I'm not fully versed but as I understand for search there's two components? There is the index list and the actual file hosting?

Can we simply start by indexing on nostr? It's just a glorified text file no? That will immediately decentralize that portion of things. A single index provider can spin up an npub and just publish the latest list anytime there's a change. This can be further decentralized with multiple indexes doing the same thing.

Reply to this note

Please Login to reply.

Discussion

A single master indexer could write to multiple PC2.0 specific relays for redundancy. You could have several indexes doing the same thing if you wanted to be more immutable. Similar to how bitcoin's ledger is replicated across all the nodes.

End user facing apps simply need to connect to these relays to access the feeds?

I'm saying all of this will little technical knowledge of what's truly going on in the background so I could be entirely full of shit. But this seems to be a simple starting point?

An index is just a database that has the links to the RSS files. It has other stuff like podcast title, author, etc. to make searching for a particular podcast easier, but it really is just a searchable list that points to all of the RSS feeds that are spread out amongst thousands of servers.

So yes, you could start by indexing all of the notes that are feeds on nostr, having the title, author, etc to make searching for a particular note easier, but the issue becomes when that single index is now Indexing 4 million notes, and costs $900 per month. It can be further decentralized with multiple indexes doing the same thing, each at $900 per month. But it this point, it sure looks just like a traditional podcast index, just pointing to notes instead of RSS feeds.

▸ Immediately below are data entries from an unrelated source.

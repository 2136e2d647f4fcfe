//! 追踪值快照

use crate::manager::{TracingManager, CORRELATION_ID, REQUEST_ID};
use std::collections::HashMap;

/// 某一时刻所有已启用追踪值的只读快照
///
/// 由 [`context::tracings`](crate::tracings) 或 axum 提取器获得，
/// 顺序与来源的注册顺序一致。
#[derive(Debug, Clone, Default, PartialEq, Eq)]
pub struct Tracings {
    entries: Vec<(String, Option<String>)>,
}

impl Tracings {
    /// 从管理器的 `all()` 结果构造快照
    pub fn from_manager(manager: &TracingManager) -> Self {
        Self {
            entries: manager.all(),
        }
    }

    /// 按 key 读取追踪值
    pub fn get(&self, key: &str) -> Option<&str> {
        self.entries
            .iter()
            .find(|(k, _)| k == key)
            .and_then(|(_, v)| v.as_deref())
    }

    /// 判断 key 是否有值
    pub fn has(&self, key: &str) -> bool {
        self.get(key).is_some()
    }

    pub fn correlation_id(&self) -> Option<&str> {
        self.get(CORRELATION_ID)
    }

    pub fn request_id(&self) -> Option<&str> {
        self.get(REQUEST_ID)
    }

    pub fn iter(&self) -> impl Iterator<Item = (&str, Option<&str>)> {
        self.entries.iter().map(|(k, v)| (k.as_str(), v.as_deref()))
    }

    pub fn len(&self) -> usize {
        self.entries.len()
    }

    pub fn is_empty(&self) -> bool {
        self.entries.is_empty()
    }

    /// 只包含已解析值的映射
    pub fn to_map(&self) -> HashMap<String, String> {
        self.entries
            .iter()
            .filter_map(|(k, v)| v.as_ref().map(|v| (k.clone(), v.clone())))
            .collect()
    }
}

impl From<Vec<(String, Option<String>)>> for Tracings {
    fn from(entries: Vec<(String, Option<String>)>) -> Self {
        Self { entries }
    }
}
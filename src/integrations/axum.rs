//! Axum框架的追踪中间件

use crate::manager::TracingManager;
use crate::registry::TracingRegistry;
use crate::storage::SessionHandle;
use crate::tracings::Tracings;
use crate::{context, propagation};
use axum::{
    extract::{FromRequestParts, Request},
    http::request::Parts,
    response::Response,
};
use std::convert::Infallible;
use std::future::Future;
use std::{
    sync::Arc,
    task::{Context, Poll},
};
use tower::{Layer, Service};
use tracing::Instrument;

/// 追踪中间件配置选项
#[derive(Clone, Debug)]
pub struct TracingLayerConfig {
    /// 是否启用 tracing span（默认启用）
    pub enable_span: bool,
    /// 是否启用响应头（默认启用）
    pub enable_response_header: bool,
}

impl Default for TracingLayerConfig {
    fn default() -> Self {
        Self {
            enable_span: true,
            enable_response_header: true,
        }
    }
}

/// 入站追踪中间件层
///
/// 每个请求：
/// 1. 从注册表创建新的 [`TracingManager`]，解析所有已启用来源
/// 2. 把管理器放入请求扩展，并在处理期间设置为当前任务的管理器
/// 3. 处理完成后把追踪值写入响应头
///
/// 上游的会话中间件可以把 [`SessionHandle`] 放入请求扩展，
/// 会话粘性的来源会通过它读写会话。
#[derive(Clone)]
pub struct TracingLayer {
    registry: Arc<TracingRegistry>,
    config: TracingLayerConfig,
}

impl TracingLayer {
    /// 使用默认配置创建追踪层
    pub fn new(registry: Arc<TracingRegistry>) -> Self {
        Self::with_config(registry, TracingLayerConfig::default())
    }

    /// 创建高性能模式的追踪层
    ///
    /// 禁用 tracing span 以获得最佳性能
    pub fn new_high_performance(registry: Arc<TracingRegistry>) -> Self {
        Self::with_config(
            registry,
            TracingLayerConfig {
                enable_span: false,
                enable_response_header: true,
            },
        )
    }

    /// 使用自定义配置创建追踪层
    pub fn with_config(registry: Arc<TracingRegistry>, config: TracingLayerConfig) -> Self {
        Self { registry, config }
    }
}

impl<S> Layer<S> for TracingLayer {
    type Service = TracingService<S>;

    fn layer(&self, inner: S) -> Self::Service {
        TracingService {
            inner,
            registry: Arc::clone(&self.registry),
            config: self.config.clone(),
        }
    }
}

/// 入站追踪服务
#[derive(Clone)]
pub struct TracingService<S> {
    inner: S,
    registry: Arc<TracingRegistry>,
    config: TracingLayerConfig,
}

impl<S> Service<Request> for TracingService<S>
where
    S: Service<Request, Response = Response> + Send + 'static,
    S::Future: Send + 'static,
{
    type Response = S::Response;
    type Error = S::Error;
    type Future =
        std::pin::Pin<Box<dyn Future<Output = Result<Self::Response, Self::Error>> + Send>>;

    fn poll_ready(&mut self, cx: &mut Context<'_>) -> Poll<Result<(), Self::Error>> {
        self.inner.poll_ready(cx)
    }

    fn call(&mut self, mut req: Request) -> Self::Future {
        // 全局关闭：直接透传，不做任何追踪逻辑
        if !self.registry.is_enabled() {
            return Box::pin(self.inner.call(req));
        }

        let manager = Arc::new(self.registry.manager());
        let session = req.extensions().get::<SessionHandle>().cloned();

        match &session {
            Some(session) => context::with_session_sync(Arc::clone(session), || {
                manager.resolve_all(req.headers())
            }),
            None => manager.resolve_all(req.headers()),
        }

        // 提取请求信息用于span（在req被移动之前）
        let method = req.method().clone();
        let uri = req.uri().clone();

        req.extensions_mut().insert(Arc::clone(&manager));

        let future = self.inner.call(req);
        let config = self.config.clone();

        Box::pin(async move {
            let handle = async move {
                let mut response = scoped(Arc::clone(&manager), session, future).await?;

                if config.enable_response_header {
                    propagation::apply_to_response(&manager, response.headers_mut());
                }

                Ok(response)
            };

            // 根据配置决定是否创建 span
            if config.enable_span {
                let span = tracing::info_span!(
                    "request",
                    correlation_id = tracing::field::Empty,
                    request_id = tracing::field::Empty,
                    method = %method,
                    uri = %uri
                );
                handle.instrument(span).await
            } else {
                handle.await
            }
        })
    }
}

/// 在管理器（以及可选的会话）上下文中执行请求处理
async fn scoped<F>(
    manager: Arc<TracingManager>,
    session: Option<SessionHandle>,
    future: F,
) -> F::Output
where
    F: Future,
{
    let span = tracing::Span::current();
    if let Some(id) = manager.correlation_id() {
        span.record("correlation_id", id.as_str());
    }
    if let Some(id) = manager.request_id() {
        span.record("request_id", id.as_str());
    }

    match session {
        Some(session) => context::with_session(session, context::with_manager(manager, future)).await,
        None => context::with_manager(manager, future).await,
    }
}

// -- Tracings Extractor --

/// Axum 提取器，用于在 handler 函数签名中直接获取当前请求的追踪值
///
/// # 示例
/// ```no_run
/// use axum::{routing::get, Router};
/// use request_tracing::{Tracings, TracingLayer, TracingRegistry};
/// use std::sync::Arc;
///
/// async fn my_handler(tracings: Tracings) -> String {
///     tracing::info!(correlation_id = ?tracings.correlation_id(), "Handler started");
///     format!("Your request ID is: {:?}", tracings.request_id())
/// }
///
/// let registry = Arc::new(TracingRegistry::default());
/// let app: Router = Router::new()
///     .route("/", get(my_handler))
///     .layer(TracingLayer::new(registry));
/// ```
impl<S> FromRequestParts<S> for Tracings
where
    S: Send + Sync,
{
    type Rejection = Infallible;

    /// 优先读取请求扩展中的管理器，其次读取任务上下文；都不存在时返回空快照，
    /// 因此这个提取器永远不会失败。
    async fn from_request_parts(parts: &mut Parts, _state: &S) -> Result<Self, Self::Rejection> {
        Ok(match parts.extensions.get::<Arc<TracingManager>>() {
            Some(manager) => Tracings::from_manager(manager),
            None => context::tracings(),
        })
    }
}
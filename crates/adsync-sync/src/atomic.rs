//! Atomic file replacement
//!
//! Every file the engine persists (dataset, state, error records) goes
//! through here. Content is written to `<target>.tmp` in the target's own
//! directory, flushed to disk, then renamed over the target. A reader sees
//! either the old file or the new one, never a partial write.
//!
//! Writing is split in two phases so callers (and tests) can stage content
//! and decide later whether to commit it. A [`StagedFile`] dropped without
//! [`StagedFile::commit`] removes its temp file and leaves the target alone.

use std::path::{Path, PathBuf};

use tokio::io::AsyncWriteExt;
use tracing::{debug, instrument, warn};

use crate::SyncError;

/// Temp file waiting to replace its target
#[derive(Debug)]
pub struct StagedFile {
    tmp_path: PathBuf,
    target: PathBuf,
    committed: bool,
}

impl StagedFile {
    /// Write `data` to the temp file next to `target` and fsync it
    #[instrument(skip(target, data), fields(path = %target.display(), bytes = data.len()))]
    pub async fn stage(target: &Path, data: &[u8]) -> Result<Self, SyncError> {
        if let Some(parent) = target.parent() {
            tokio::fs::create_dir_all(parent)
                .await
                .map_err(|e| SyncError::write(parent, e))?;
        }

        let tmp_path = tmp_path_for(target);
        // Constructed before writing so a failed write still cleans up.
        let staged = Self {
            tmp_path: tmp_path.clone(),
            target: target.to_path_buf(),
            committed: false,
        };

        let mut file = tokio::fs::File::create(&tmp_path)
            .await
            .map_err(|e| SyncError::write(&tmp_path, e))?;
        file.write_all(data)
            .await
            .map_err(|e| SyncError::write(&tmp_path, e))?;
        file.sync_all()
            .await
            .map_err(|e| SyncError::write(&tmp_path, e))?;

        debug!(tmp = %tmp_path.display(), "staged temporary file");
        Ok(staged)
    }

    /// Path of the temp file
    #[must_use]
    pub fn tmp_path(&self) -> &Path {
        &self.tmp_path
    }

    /// Rename the temp file over the target
    pub async fn commit(mut self) -> Result<(), SyncError> {
        tokio::fs::rename(&self.tmp_path, &self.target)
            .await
            .map_err(|e| SyncError::write(&self.target, e))?;
        self.committed = true;
        sync_parent_dir(&self.target).await;
        debug!(path = %self.target.display(), "committed");
        Ok(())
    }
}

impl Drop for StagedFile {
    fn drop(&mut self) {
        if self.committed {
            return;
        }
        if let Err(e) = std::fs::remove_file(&self.tmp_path) {
            if e.kind() != std::io::ErrorKind::NotFound {
                warn!(tmp = %self.tmp_path.display(), error = %e, "failed to remove temporary file");
            }
        }
    }
}

/// Replace `target` with `data` atomically
pub async fn write_atomic(target: &Path, data: &[u8]) -> Result<(), SyncError> {
    StagedFile::stage(target, data).await?.commit().await
}

fn tmp_path_for(target: &Path) -> PathBuf {
    let mut p = target.as_os_str().to_owned();
    p.push(".tmp");
    PathBuf::from(p)
}

/// Persist the rename itself. Best effort: the data is already durable.
async fn sync_parent_dir(target: &Path) {
    #[cfg(unix)]
    if let Some(parent) = target.parent() {
        match tokio::fs::File::open(parent).await {
            Ok(dir) => {
                if let Err(e) = dir.sync_all().await {
                    debug!(dir = %parent.display(), error = %e, "directory fsync failed");
                }
            }
            Err(e) => debug!(dir = %parent.display(), error = %e, "cannot open directory for fsync"),
        }
    }
    #[cfg(not(unix))]
    let _ = target;
}
//! `adsync init <slug>`: backfill a client's history and replace its dataset

use anyhow::Result;
use clap::Args;

use super::{parse_slug, render_failure, render_sync_report, CommandContext};

#[derive(Debug, Args)]
pub struct InitCommand {
    /// Client slug, as in `configs/clients/<slug>.yaml`
    pub slug: String,
}

impl InitCommand {
    pub async fn execute(&self, ctx: &CommandContext) -> Result<()> {
        let slug = parse_slug(&self.slug)?;
        let engine = ctx.engine(true)?;

        let report = engine
            .init(&slug)
            .await
            .map_err(|failure| render_failure(ctx, failure))?;
        render_sync_report(ctx, &report)
    }
}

OK so... an RSS feed is basically a big tagged text file. Nostr notes can certainly do that. So rather than storing individual feeds on a centralized server, they can be distributed by nostr relays. Specific PC2.0 relays can be created to house this data and multiple relays provide redundancy. You just have to make sure you're publishing to these pc2 specific relays.

For example if I sign up for rssblue, i hook up my npub or spin up a new one. That's my artist account. All input fields remain the same. When I publish, it pushes a nostr note of the rss feed I just created, to the pc2 relays.

At that point you wouldn't need a single master index since everything lives on the relays. Any application wanting to access that data just needs to connect to the relays

Am I missing something fundamental here?

Running an entire network of pc2 relays I imagine would be significantly cheaper than $900/mo.

The Podcast Index costs them $900 a month to index and serve all of the podcasts. The amount of data being sent with 4 million feeds is surprisingly expensive. Perhaps sending it across relays is different, but I suspect bandwidth is bandwidth whether it's across a websocket or http.

But in this instance it's not a single provider taking on all the cost. With a sufficient number of reliable relays in the network, each relay only has to house a portion of the data.

The total cost can be distributed across that network, lowering costs for each individual entity involved. Apps would only need to pull the requested data adhoc

I'm not sure how it would work. That's ignorance on my part, not that it's a bad idea, it's a great one if it works. If I'm searching for Ford Pintos, which relay is responsible for storing the podcasts on Ford Pintos, and how do I know which relay to search? Do I just search on every single relay and hope one of them sends me the data I needs? If you need a master relay to direct all the other relays, is that master relay now a single point of failure?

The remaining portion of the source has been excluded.